Collected data entries
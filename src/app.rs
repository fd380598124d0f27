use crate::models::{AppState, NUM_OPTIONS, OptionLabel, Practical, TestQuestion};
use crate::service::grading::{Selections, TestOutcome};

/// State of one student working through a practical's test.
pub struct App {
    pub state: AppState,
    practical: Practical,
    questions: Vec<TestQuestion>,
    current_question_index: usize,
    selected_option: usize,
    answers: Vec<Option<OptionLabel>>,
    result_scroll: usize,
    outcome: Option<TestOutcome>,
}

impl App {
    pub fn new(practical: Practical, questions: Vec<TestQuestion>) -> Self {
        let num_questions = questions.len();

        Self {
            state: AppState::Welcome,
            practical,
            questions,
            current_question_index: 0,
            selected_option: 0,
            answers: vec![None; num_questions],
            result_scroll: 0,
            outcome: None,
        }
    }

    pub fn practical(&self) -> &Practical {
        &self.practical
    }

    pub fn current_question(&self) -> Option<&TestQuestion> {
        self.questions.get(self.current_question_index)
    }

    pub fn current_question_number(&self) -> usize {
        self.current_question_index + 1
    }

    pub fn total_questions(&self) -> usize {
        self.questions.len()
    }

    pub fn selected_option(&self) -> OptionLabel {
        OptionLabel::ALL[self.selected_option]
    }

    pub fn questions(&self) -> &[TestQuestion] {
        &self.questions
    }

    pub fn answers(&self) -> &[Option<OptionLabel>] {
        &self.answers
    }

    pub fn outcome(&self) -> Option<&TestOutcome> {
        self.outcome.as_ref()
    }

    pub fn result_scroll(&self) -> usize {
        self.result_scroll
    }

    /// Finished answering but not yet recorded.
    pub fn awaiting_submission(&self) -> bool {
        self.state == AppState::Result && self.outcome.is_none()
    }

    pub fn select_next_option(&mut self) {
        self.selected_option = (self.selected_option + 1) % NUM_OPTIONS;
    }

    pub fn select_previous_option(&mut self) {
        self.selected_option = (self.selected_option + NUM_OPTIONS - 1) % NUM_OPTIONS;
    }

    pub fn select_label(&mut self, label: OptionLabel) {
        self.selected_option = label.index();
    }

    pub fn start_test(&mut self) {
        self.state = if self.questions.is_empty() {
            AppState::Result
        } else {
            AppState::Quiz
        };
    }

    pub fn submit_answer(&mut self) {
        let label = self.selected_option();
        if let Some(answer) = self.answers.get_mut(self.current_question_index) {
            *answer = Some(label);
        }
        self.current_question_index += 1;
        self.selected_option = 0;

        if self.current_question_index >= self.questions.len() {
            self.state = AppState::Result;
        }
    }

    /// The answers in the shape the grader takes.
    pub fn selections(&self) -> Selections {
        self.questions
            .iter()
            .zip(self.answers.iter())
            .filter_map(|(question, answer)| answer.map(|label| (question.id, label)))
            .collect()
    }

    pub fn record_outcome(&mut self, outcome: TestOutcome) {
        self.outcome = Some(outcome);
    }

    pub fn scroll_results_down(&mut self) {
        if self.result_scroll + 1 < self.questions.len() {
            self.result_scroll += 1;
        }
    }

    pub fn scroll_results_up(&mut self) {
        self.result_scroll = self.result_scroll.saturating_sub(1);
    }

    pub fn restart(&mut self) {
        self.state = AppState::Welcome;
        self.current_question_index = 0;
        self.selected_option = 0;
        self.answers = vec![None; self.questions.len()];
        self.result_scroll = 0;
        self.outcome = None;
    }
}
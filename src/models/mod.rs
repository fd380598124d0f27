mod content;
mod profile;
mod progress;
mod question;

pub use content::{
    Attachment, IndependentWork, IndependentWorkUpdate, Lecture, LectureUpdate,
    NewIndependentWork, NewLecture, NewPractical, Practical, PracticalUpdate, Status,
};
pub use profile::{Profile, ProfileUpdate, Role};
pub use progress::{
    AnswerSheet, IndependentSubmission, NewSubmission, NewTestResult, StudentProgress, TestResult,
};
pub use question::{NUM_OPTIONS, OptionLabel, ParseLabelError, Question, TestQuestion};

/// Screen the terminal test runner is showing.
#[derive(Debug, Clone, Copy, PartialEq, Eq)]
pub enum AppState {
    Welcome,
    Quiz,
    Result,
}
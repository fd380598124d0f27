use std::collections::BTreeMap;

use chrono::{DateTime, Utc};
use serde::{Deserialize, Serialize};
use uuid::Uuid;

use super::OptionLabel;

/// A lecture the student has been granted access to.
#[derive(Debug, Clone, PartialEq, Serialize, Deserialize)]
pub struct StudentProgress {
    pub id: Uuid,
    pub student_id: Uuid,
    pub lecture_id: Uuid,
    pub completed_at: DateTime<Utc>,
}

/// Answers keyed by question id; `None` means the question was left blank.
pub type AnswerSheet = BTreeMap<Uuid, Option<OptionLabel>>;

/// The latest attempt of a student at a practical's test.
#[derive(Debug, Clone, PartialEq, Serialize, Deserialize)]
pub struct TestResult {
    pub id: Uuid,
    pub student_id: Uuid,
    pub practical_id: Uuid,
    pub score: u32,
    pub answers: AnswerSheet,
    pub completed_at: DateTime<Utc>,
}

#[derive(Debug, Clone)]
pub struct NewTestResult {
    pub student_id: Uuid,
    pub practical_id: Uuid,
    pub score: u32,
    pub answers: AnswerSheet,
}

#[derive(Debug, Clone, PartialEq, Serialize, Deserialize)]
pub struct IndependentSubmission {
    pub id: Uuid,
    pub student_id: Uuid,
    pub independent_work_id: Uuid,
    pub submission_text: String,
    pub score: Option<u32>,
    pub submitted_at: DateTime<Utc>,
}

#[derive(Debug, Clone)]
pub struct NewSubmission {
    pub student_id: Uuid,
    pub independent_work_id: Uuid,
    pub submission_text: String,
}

▸ Directions for this task
All lines above from the one with "pub fn awaiting_submission(&self)" to the one with "the grader takes.", inclusive, should be copied exactly, and no other lines.

▸ Response area
    pub fn awaiting_submission(&self) -> bool {
        self.state == AppState::Result && self.outcome.is_none()
    }

    pub fn select_next_option(&mut self) {
        self.selected_option = (self.selected_option + 1) % NUM_OPTIONS;
    }

    pub fn select_previous_option(&mut self) {
        self.selected_option = (self.selected_option + NUM_OPTIONS - 1) % NUM_OPTIONS;
    }

    pub fn select_label(&mut self, label: OptionLabel) {
        self.selected_option = label.index();
    }

    pub fn start_test(&mut self) {
        self.state = if self.questions.is_empty() {
            AppState::Result
        } else {
            AppState::Quiz
        };
    }

    pub fn submit_answer(&mut self) {
        let label = self.selected_option();
        if let Some(answer) = self.answers.get_mut(self.current_question_index) {
            *answer = Some(label);
        }
        self.current_question_index += 1;
        self.selected_option = 0;

        if self.current_question_index >= self.questions.len() {
            self.state = AppState::Result;
        }
    }

    /// The answers in the shape the grader takes.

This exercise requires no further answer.